The private sector, especially in the developed world, has shown that it’s possible to build open data driven businesses that are commercially viable AND produce economic/development impact. How do they do it, and what does it take to sustain such businesses? That’s what we’ll be asking panelists during “The Data Revolution is Here - How is Open Data Changing the Private Sector’’ event on March 10 at The World Bank. Also on the agenda are questions such as: What challenges are better solved through emerging data techniques than others? Is the private sector truly smarter with data than development agencies? How are new data techniques different from traditional ones? Where do the data gaps truly lie (especially in developing countries), and more (yes, including the one about whether open data business is all about money or if it truly produces tangible social impact!).
Speakers include Ines Kapphan from the Climate Corporation, Ash Casselman from Metabiota, and Joel Gurin from the GovLab, whose recent book on the commercial uses of open data is among the most comprehensive on the subject.

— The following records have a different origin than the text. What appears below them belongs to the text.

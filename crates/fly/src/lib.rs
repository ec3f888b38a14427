//! Storage-agnostic file operations.
//!
//! [`Filesystem`] forwards every call to one adapter chosen at construction,
//! either directly or from a [`FlyConfig`] loaded from TOML:
//!
//! ```toml
//! [backend]
//! kind = "s3"
//! bucket = "assets"
//! region = "eu-north-1"
//! prefix = "site"
//! ```
//!
//! # Example
//!
//! ```no_run
//! use fly::{Adapter, Filesystem, LocalAdapter};
//!
//! # #[tokio::main]
//! # async fn main() -> fly::Result<()> {
//! let fs = Filesystem::new(LocalAdapter::new("/tmp/fly"));
//! fs.put("test/hello.txt", b"Hello, world!").await?;
//! fs.rename("test/hello.txt", "test/hello-moved.txt").await?;
//! # Ok(())
//! # }
//! ```

pub mod config;
mod filesystem;

pub use config::{BackendConfig, ConfigError, FlyConfig, S3Config};
pub use filesystem::Filesystem;

pub use fly_core::{mime, path, Adapter, CreateDirOptions, Error, Result, WriteOptions};
pub use fly_local::LocalAdapter;
pub use fly_s3::{BucketClient, MemoryObjectStore, ObjectStoreClient, S3Adapter};
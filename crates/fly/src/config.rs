//! Backend selection from a TOML file.

use fly_core::{Adapter, WriteOptions};
use fly_local::LocalAdapter;
use fly_s3::BucketSettings;
use serde::{Deserialize, Serialize};
use std::path::{Path, PathBuf};
use thiserror::Error;

/// Errors that can occur while loading or saving configuration.
#[derive(Debug, Error)]
pub enum ConfigError {
    #[error("Storage error: {0}")]
    Storage(#[from] fly_core::Error),

    #[error("TOML serialization error: {0}")]
    TomlSer(#[from] toml::ser::Error),

    #[error("TOML deserialization error: {0}")]
    TomlDe(#[from] toml::de::Error),

    #[error("Config file not found at {0}")]
    ConfigNotFound(PathBuf),

    #[error("Invalid configuration: {0}")]
    Invalid(String),
}

/// Top-level configuration.
#[derive(Debug, Clone, Serialize, Deserialize, PartialEq)]
pub struct FlyConfig {
    /// Which adapter to build and how to reach it.
    pub backend: BackendConfig,
}

/// Backend selection, tagged by `kind`.
#[derive(Debug, Clone, Serialize, Deserialize, PartialEq)]
#[serde(tag = "kind", rename_all = "lowercase")]
pub enum BackendConfig {
    /// Local directory tree.
    Local {
        /// Directory every path is resolved against.
        root: PathBuf,
    },

    /// S3-compatible object store.
    S3(S3Config),
}

/// Object-store settings.
#[derive(Debug, Clone, Serialize, Deserialize, PartialEq)]
pub struct S3Config {
    pub bucket: String,

    #[serde(default = "default_region")]
    pub region: String,

    /// Custom endpoint for S3-compatible stores.
    #[serde(default, skip_serializing_if = "Option::is_none")]
    pub endpoint: Option<String>,

    /// Static credentials. When unset, the environment and the shared
    /// credentials profile are used.
    #[serde(default, skip_serializing_if = "Option::is_none")]
    pub access_key: Option<String>,

    #[serde(default, skip_serializing_if = "Option::is_none")]
    pub secret_key: Option<String>,

    /// Key prefix acting as the root inside the bucket.
    #[serde(default, skip_serializing_if = "String::is_empty")]
    pub prefix: String,

    #[serde(default)]
    pub path_style: bool,
}

fn default_region() -> String {
    "us-east-1".to_string()
}

impl S3Config {
    /// Connection settings for the S3 client.
    pub fn bucket_settings(&self) -> BucketSettings {
        BucketSettings {
            region: self.region.clone(),
            endpoint: self.endpoint.clone(),
            access_key: self.access_key.clone(),
            secret_key: self.secret_key.clone(),
            path_style: self.path_style,
        }
    }
}

impl FlyConfig {
    /// Configuration for a local root.
    pub fn local(root: impl Into<PathBuf>) -> Self {
        Self {
            backend: BackendConfig::Local { root: root.into() },
        }
    }

    /// Parse and validate a TOML document.
    pub fn parse(contents: &str) -> Result<Self, ConfigError> {
        let config: FlyConfig = toml::from_str(contents)?;
        config.validate()?;
        Ok(config)
    }

    /// Serialize to TOML.
    pub fn to_toml(&self) -> Result<String, ConfigError> {
        Ok(toml::to_string_pretty(self)?)
    }

    /// Check values serde cannot.
    pub fn validate(&self) -> Result<(), ConfigError> {
        match &self.backend {
            BackendConfig::Local { root } => {
                if root.as_os_str().is_empty() {
                    return Err(ConfigError::Invalid("local root must not be empty".into()));
                }
            }
            BackendConfig::S3(s3) => {
                if s3.bucket.trim().is_empty() {
                    return Err(ConfigError::Invalid("s3 bucket must not be empty".into()));
                }
                if s3.access_key.is_some() != s3.secret_key.is_some() {
                    return Err(ConfigError::Invalid(
                        "access_key and secret_key must be set together".into(),
                    ));
                }
            }
        }
        Ok(())
    }

    /// Load configuration from a file.
    pub async fn load_from(path: &Path) -> Result<Self, ConfigError> {
        let (fs, name) = config_adapter(path)?;

        if !fs.has(&name).await? {
            return Err(ConfigError::ConfigNotFound(path.to_path_buf()));
        }

        let contents = fs.read_to_string(&name).await?;
        Self::parse(&contents)
    }

    /// Write configuration to a file, readable by the owner only.
    pub async fn save_to(&self, path: &Path) -> Result<(), ConfigError> {
        self.validate()?;
        let (fs, name) = config_adapter(path)?;
        let contents = self.to_toml()?;

        fs.write(&name, contents.as_bytes(), &WriteOptions::with_mode(0o600))
            .await?;
        Ok(())
    }
}

/// Local adapter scoped to the directory holding the config file.
fn config_adapter(path: &Path) -> Result<(LocalAdapter, String), ConfigError> {
    let dir = path
        .parent()
        .filter(|p| !p.as_os_str().is_empty())
        .unwrap_or_else(|| Path::new("."));
    let name = path
        .file_name()
        .ok_or_else(|| ConfigError::Invalid(format!("not a file path: {}", path.display())))?
        .to_string_lossy()
        .into_owned();

    Ok((LocalAdapter::new(dir), name))
}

We strongly encourage you to register if you haven’t done so already or, if you can’t make it to our Washington DC office, join the event remotely via World Bank Live (we start at 3 P.M. ET on March 10). For those on Twitter, the event hashtag is #Data4Impact - send us any questions you have and we’ll try and ask them during the event.
See you there.
World Bank Group Finances is the online access point for IBRD, IDA, and IFC open financial data. The website features datasets that cover loans, contracts, trust funds, investments, and financial statements. A related mobile app, which allows you to “talk” to us more easily about operational and financial data in nine languages, is available for download for Android and iOS smartphone and tablet users at the Google Store and the iTunes Store, respectively. Follow us on Twitter to join and remain engaged in the conversation about the Bank’s open financial data.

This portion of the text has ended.